→ Record set:
- Opening Delimiter -

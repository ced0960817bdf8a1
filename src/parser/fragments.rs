// src/parser/fragments.rs - Turn classified words and badges into render data

use log::warn;

use crate::cache::BadgeSets;
use crate::parser::words::WordClass;
use crate::types::{Badge, Fragment, ResolvedBadge};

/// Badge set that channels override with their own artwork
pub const SUBSCRIBER_BADGE: &str = "subscriber";

/// Fragments for a chatter's message, one per word in order
///
/// Plain words keep their trailing separator so that concatenating the text
/// fragments gives back the original spacing.
pub fn build_content(words: &[WordClass]) -> Vec<Fragment> {
    words
        .iter()
        .map(|word| match word {
            WordClass::Emote { name, url } => Fragment::Emote {
                name: name.clone(),
                url: url.clone(),
            },
            WordClass::Link { url } => Fragment::Link { url: url.clone() },
            WordClass::Mention { name } => Fragment::Mention { name: name.clone() },
            WordClass::Text { value } => Fragment::text(format!("{} ", value)),
        })
        .collect()
}

/// Body of a system notice
pub fn info_content(text: &str) -> Vec<Fragment> {
    vec![Fragment::text(text)]
}

/// Look up the image of every badge a chatter wears
pub fn resolve_badges(
    badges: &[Badge],
    channel_badges: &BadgeSets,
    global_badges: Option<&BadgeSets>,
) -> Vec<ResolvedBadge> {
    badges
        .iter()
        .map(|badge| resolve_badge(badge, channel_badges, global_badges))
        .collect()
}

/// Subscriber badges prefer the channel's own tier art; everything else is global
pub fn resolve_badge(
    badge: &Badge,
    channel_badges: &BadgeSets,
    global_badges: Option<&BadgeSets>,
) -> ResolvedBadge {
    let channel_image = if badge.name == SUBSCRIBER_BADGE {
        channel_badges
            .get(SUBSCRIBER_BADGE)
            .and_then(|set| set.image_url(&badge.version))
    } else {
        None
    };

    let image_url = channel_image
        .or_else(|| {
            global_badges
                .and_then(|sets| sets.get(&badge.name))
                .and_then(|set| set.image_url(&badge.version))
        })
        .map(str::to_string);

    if image_url.is_none() {
        warn!("No image for badge {} version {}", badge.name, badge.version);
    }

    let alt = match &badge.description {
        Some(description) if !description.is_empty() => format!("{} ({})", badge.name, description),
        _ => badge.name.clone(),
    };

    ResolvedBadge {
        name: badge.name.clone(),
        version: badge.version.clone(),
        alt,
        image_url,
    }
}
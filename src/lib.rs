//! # Chat Line Classification Engine
//!
//! Turns raw live-stream chat events into render-ready records: flags for
//! highlighted, tagged, reply and `/me` messages, resolved badges, a readable
//! username color, and a sequence of typed fragments (text, emote, link, mention).
//!
//! ## Features
//!
//! - **Fixed substitution precedence**: server-asserted emotes, then channel and
//!   global emotes, then links, then mentions
//! - **Lazy resource cache**: per-channel emote and badge tables fetched in the
//!   background on first use, never blocking a message
//! - **Readable colors**: username colors lifted to a minimum contrast
//! - **Graceful degradation**: lookups that miss fall back to plain text
//!
//! ## Quick Start
//!
//! ```rust,no_run
//! use chatline::prelude::*;
//! use std::sync::Arc;
//!
//! #[tokio::main]
//! async fn main() -> anyhow::Result<()> {
//!     let config = EngineConfig::load_or_create("config").await?;
//!
//!     let fetcher = Arc::new(TwitchResourceFetcher::new(config.endpoints.clone())?);
//!     let cache = Arc::new(ResourceCache::new(fetcher));
//!     cache.load_globals().await;
//!
//!     let identity = Arc::new(StaticIdentity::new(config.identity.username.clone()));
//!     let parser = MessageParser::from_config(cache, identity, &config);
//!
//!     let raw = serde_json::json!({ "message_type": "user", "channel": "luckydye", "text": "hi Kappa" });
//!     for record in parser.classify_value(&raw).await {
//!         println!("{}", serde_json::to_string(&record)?);
//!     }
//!
//!     Ok(())
//! }
//! ```

pub mod cache;
pub mod color;
pub mod config;
pub mod identity;
pub mod parser;
pub mod platforms;
pub mod types;

// Re-export commonly used items
pub mod prelude {
    pub use crate::cache::{CacheEvent, ResourceCache, ResourceFetcher};
    pub use crate::color::ColorNormalizer;
    pub use crate::config::EngineConfig;
    pub use crate::identity::{IdentityProvider, SessionIdentity, StaticIdentity};
    pub use crate::parser::MessageParser;
    pub use crate::platforms::TwitchResourceFetcher;
    pub use crate::types::{
        ChatInfoMessage, ChatMessage, ChatRecord, EventMessage, Fragment, InboundMessage,
        UserMessage,
    };
    pub use anyhow::Result;
}

// Version information
pub const VERSION: &str = env!("CARGO_PKG_VERSION");
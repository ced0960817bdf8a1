// src/color.rs - Username color contrast limiting

use serde::{Deserialize, Serialize};

use crate::types::Rgb;

/// Chat background the contrast is measured against
pub const DEFAULT_BACKGROUND: Rgb = Rgb(12, 12, 12);

/// WCAG AA contrast for normal text
pub const DEFAULT_MIN_CONTRAST: f64 = 4.5;

/// Keeps username colors readable on a dark chat background
#[derive(Debug, Clone, Copy, PartialEq, Serialize, Deserialize)]
pub struct ColorNormalizer {
    pub background: Rgb,
    pub min_contrast: f64,
}

impl Default for ColorNormalizer {
    fn default() -> Self {
        Self {
            background: DEFAULT_BACKGROUND,
            min_contrast: DEFAULT_MIN_CONTRAST,
        }
    }
}

impl ColorNormalizer {
    pub fn new(background: Rgb, min_contrast: f64) -> Self {
        Self { background, min_contrast }
    }

    /// Lighten `color` until it reaches the minimum contrast, or every channel is 255
    pub fn limit_contrast(&self, color: Rgb) -> Rgb {
        let mut current = color;

        while contrast_ratio(current, self.background) < self.min_contrast
            && current != Rgb(255, 255, 255)
        {
            current = Rgb(lighten(current.0), lighten(current.1), lighten(current.2));
        }

        current
    }

    /// Display token for a username color
    pub fn normalize(&self, color: Rgb) -> String {
        to_hex(self.limit_contrast(color))
    }
}

/// Move a channel a tenth of the way to 255, always by at least one step
fn lighten(channel: u8) -> u8 {
    let remaining = 255 - channel as u16;
    let step = (remaining + 9) / 10;
    (channel as u16 + step) as u8
}

/// sRGB -> linear light (IEC 61966-2-1)
fn linearize(channel: u8) -> f64 {
    let c = channel as f64 / 255.0;
    if c <= 0.04045 {
        c / 12.92
    } else {
        ((c + 0.055) / 1.055).powf(2.4)
    }
}

/// Relative luminance as defined by WCAG 2.x
pub fn relative_luminance(color: Rgb) -> f64 {
    0.2126 * linearize(color.0) + 0.7152 * linearize(color.1) + 0.0722 * linearize(color.2)
}

/// Contrast ratio in [1, 21]
pub fn contrast_ratio(a: Rgb, b: Rgb) -> f64 {
    let la = relative_luminance(a);
    let lb = relative_luminance(b);
    let (light, dark) = if la > lb { (la, lb) } else { (lb, la) };
    (light + 0.05) / (dark + 0.05)
}

pub fn to_hex(color: Rgb) -> String {
    format!("#{:02x}{:02x}{:02x}", color.0, color.1, color.2)
}
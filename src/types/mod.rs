// src/types/mod.rs - Inbound chat events and outbound render records

use chrono::{DateTime, Utc};
use serde::{Deserialize, Serialize};
use std::collections::HashMap;

pub mod lenient;

/// Background color for every known event type
pub const EVENT_MESSAGE_COLOR: &str = "rgb(33, 27, 37)";

/// Background color used when an event is missing or not recognized
pub const DEFAULT_EVENT_MESSAGE_COLOR: &str = "rgb(12, 12, 12)";

/// `msg-id` value the server uses for paid highlighted messages
pub const HIGHLIGHTED_MESSAGE_ID: &str = "highlighted-message";

// =================================================================
// INBOUND
// =================================================================

/// Half-open span of an emote inside a message, counted in chars
#[derive(Debug, Clone, Copy, Default, PartialEq, Eq, Serialize, Deserialize)]
pub struct CharRange {
    pub start: usize,
    pub end: usize,
}

impl CharRange {
    pub fn new(start: usize, end: usize) -> Self {
        Self { start, end }
    }

    /// Slice `text` by this range, or None if the range is empty or out of bounds
    pub fn slice<'a>(&self, text: &'a str) -> Option<&'a str> {
        if self.start >= self.end {
            return None;
        }

        let mut indices = text.char_indices().map(|(i, _)| i).chain(std::iter::once(text.len()));
        let start = indices.nth(self.start)?;
        let end = indices.nth(self.end - self.start - 1)?;
        Some(&text[start..end])
    }
}

/// Emote occurrence asserted by the chat server for one message
#[derive(Debug, Clone, PartialEq, Serialize, Deserialize)]
pub struct Emote {
    #[serde(default, deserialize_with = "lenient::string_or_number")]
    pub id: String,
    /// An absent range is empty and never matches
    #[serde(default, deserialize_with = "lenient::null_as_default")]
    pub char_range: CharRange,
    #[serde(default, deserialize_with = "lenient::null_as_default")]
    pub name: String,
}

/// Badge shown next to a chatter's name
#[derive(Debug, Clone, PartialEq, Serialize, Deserialize)]
pub struct Badge {
    #[serde(default, deserialize_with = "lenient::string_or_number")]
    pub id: String,
    #[serde(default, deserialize_with = "lenient::null_as_default")]
    pub name: String,
    /// Selects a member of the badge set ("0", "12", "blue-1"); numbers are kept in string form
    #[serde(default, deserialize_with = "lenient::string_or_number")]
    pub version: String,
    /// Human text like "5 months"
    #[serde(default)]
    pub description: Option<String>,
}

/// Closed set of server events that produce notices
#[derive(Debug, Clone, Copy, PartialEq, Eq, Hash, Serialize, Deserialize)]
pub enum EventType {
    SubOrResub,
    Raid,
    SubGift,
    SubMysteryGift,
    AnonSubMysteryGift,
    GiftPaidUpgrade,
    AnonGiftPaidUpgrade,
    Ritual,
    BitsBadgeTier,
    #[serde(other)]
    Unknown,
}

impl EventType {
    /// Notice background for this event type
    pub fn background_color(&self) -> &'static str {
        match self {
            EventType::Unknown => DEFAULT_EVENT_MESSAGE_COLOR,
            _ => EVENT_MESSAGE_COLOR,
        }
    }
}

/// Server event attached to a notice
#[derive(Debug, Clone, PartialEq, Serialize, Deserialize)]
pub struct Event {
    #[serde(default, deserialize_with = "lenient::string_or_number")]
    pub id: String,
    #[serde(default)]
    pub data: serde_json::Value,
    #[serde(rename = "type", default = "unknown_event_type", deserialize_with = "lenient::event_type")]
    pub kind: EventType,
}

fn unknown_event_type() -> EventType {
    EventType::Unknown
}

/// RGB triple as sent by the server (`[r, g, b]`)
#[derive(Debug, Clone, Copy, PartialEq, Eq, Serialize, Deserialize)]
pub struct Rgb(pub u8, pub u8, pub u8);

/// Known message tags, with everything else kept in `extra`
#[derive(Debug, Clone, Default, PartialEq, Serialize, Deserialize)]
pub struct MessageTags {
    #[serde(rename = "room-id", default, deserialize_with = "lenient::optional_string_or_number")]
    pub room_id: Option<String>,
    #[serde(rename = "msg-id", default, deserialize_with = "lenient::optional_string_or_number")]
    pub msg_id: Option<String>,
    #[serde(
        rename = "reply-parent-msg-id",
        default,
        deserialize_with = "lenient::optional_string_or_number"
    )]
    pub reply_parent_msg_id: Option<String>,
    #[serde(flatten)]
    pub extra: HashMap<String, serde_json::Value>,
}

/// A chatter's message
///
/// Every field tolerates being absent or `null`.
#[derive(Debug, Clone, PartialEq, Serialize, Deserialize)]
pub struct UserMessage {
    #[serde(default, deserialize_with = "lenient::string_or_number")]
    pub id: String,
    #[serde(default, deserialize_with = "lenient::null_as_default")]
    pub channel: String,
    #[serde(default, deserialize_with = "lenient::null_as_default")]
    pub user_name: String,
    #[serde(default, deserialize_with = "lenient::string_or_number")]
    pub user_id: String,
    #[serde(default, deserialize_with = "lenient::null_as_default")]
    pub text: String,
    /// Out-of-range components are clamped; unreadable colors count as missing
    #[serde(default, deserialize_with = "lenient::color")]
    pub color: Option<Rgb>,
    #[serde(default, deserialize_with = "lenient::null_as_default")]
    pub emotes: Vec<Emote>,
    #[serde(default, deserialize_with = "lenient::null_as_default")]
    pub badges: Vec<Badge>,
    #[serde(default = "Utc::now", deserialize_with = "lenient::timestamp_or_now")]
    pub timestamp: DateTime<Utc>,
    #[serde(default, deserialize_with = "lenient::null_as_default")]
    pub is_action: bool,
    #[serde(default, deserialize_with = "lenient::null_as_default")]
    pub bits: u64,
    #[serde(default, deserialize_with = "lenient::null_as_default")]
    pub tags: MessageTags,
}

/// System notice, optionally carrying the user's own message (e.g. a resub text)
#[derive(Debug, Clone, PartialEq, Serialize, Deserialize)]
pub struct EventMessage {
    #[serde(default, deserialize_with = "lenient::string_or_number")]
    pub id: String,
    #[serde(default, deserialize_with = "lenient::null_as_default")]
    pub text: String,
    #[serde(default)]
    pub message: Option<UserMessage>,
    #[serde(default, deserialize_with = "lenient::null_as_default")]
    pub channel: String,
    #[serde(default = "Utc::now", deserialize_with = "lenient::timestamp_or_now")]
    pub timestamp: DateTime<Utc>,
    #[serde(default)]
    pub event: Option<Event>,
}

/// Everything the transport hands to the parser
#[derive(Debug, Clone, PartialEq, Serialize, Deserialize)]
#[serde(tag = "message_type", rename_all = "lowercase")]
pub enum InboundMessage {
    User(UserMessage),
    Event(EventMessage),
}

// =================================================================
// OUTBOUND
// =================================================================

/// One renderable piece of a message body
#[derive(Debug, Clone, PartialEq, Eq, Serialize, Deserialize)]
#[serde(tag = "type", rename_all = "snake_case")]
pub enum Fragment {
    Text { text: String },
    Emote { name: String, url: String },
    Link { url: String },
    Mention { name: String },
}

impl Fragment {
    pub fn text(text: impl Into<String>) -> Self {
        Fragment::Text { text: text.into() }
    }
}

/// Badge with its image already looked up
#[derive(Debug, Clone, PartialEq, Eq, Serialize, Deserialize)]
pub struct ResolvedBadge {
    pub name: String,
    pub version: String,
    pub alt: String,
    /// None when neither the channel nor the global table knows this version
    pub image_url: Option<String>,
}

/// Parsed chatter message
#[derive(Debug, Clone, PartialEq, Serialize, Deserialize)]
pub struct ChatMessage {
    pub id: String,
    pub channel: String,
    pub user_name: String,
    pub user_id: String,
    pub color: String,
    pub badges: Vec<ResolvedBadge>,
    pub highlighted: bool,
    /// The viewing user was mentioned
    pub tagged: bool,
    /// `/me` message
    pub action: bool,
    pub reply: bool,
    /// Written by the viewing user
    pub own_message: bool,
    pub timestamp: DateTime<Utc>,
    pub content: Vec<Fragment>,
}

/// Parsed system notice
#[derive(Debug, Clone, PartialEq, Serialize, Deserialize)]
pub struct ChatInfoMessage {
    pub id: String,
    pub background_color: String,
    pub timestamp: DateTime<Utc>,
    pub content: Vec<Fragment>,
}

/// Everything the parser hands to the renderer
#[derive(Debug, Clone, PartialEq, Serialize, Deserialize)]
#[serde(tag = "type", rename_all = "lowercase")]
pub enum ChatRecord {
    Message(ChatMessage),
    Info(ChatInfoMessage),
}

impl ChatRecord {
    pub fn as_message(&self) -> Option<&ChatMessage> {
        match self {
            ChatRecord::Message(msg) => Some(msg),
            ChatRecord::Info(_) => None,
        }
    }

    pub fn as_info(&self) -> Option<&ChatInfoMessage> {
        match self {
            ChatRecord::Info(info) => Some(info),
            ChatRecord::Message(_) => None,
        }
    }
}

- Closing Delimiter -

→ Action item:
Please state how many lines of the data hold the string "WCAG", with nothing else in your reply.

→ Answer:
2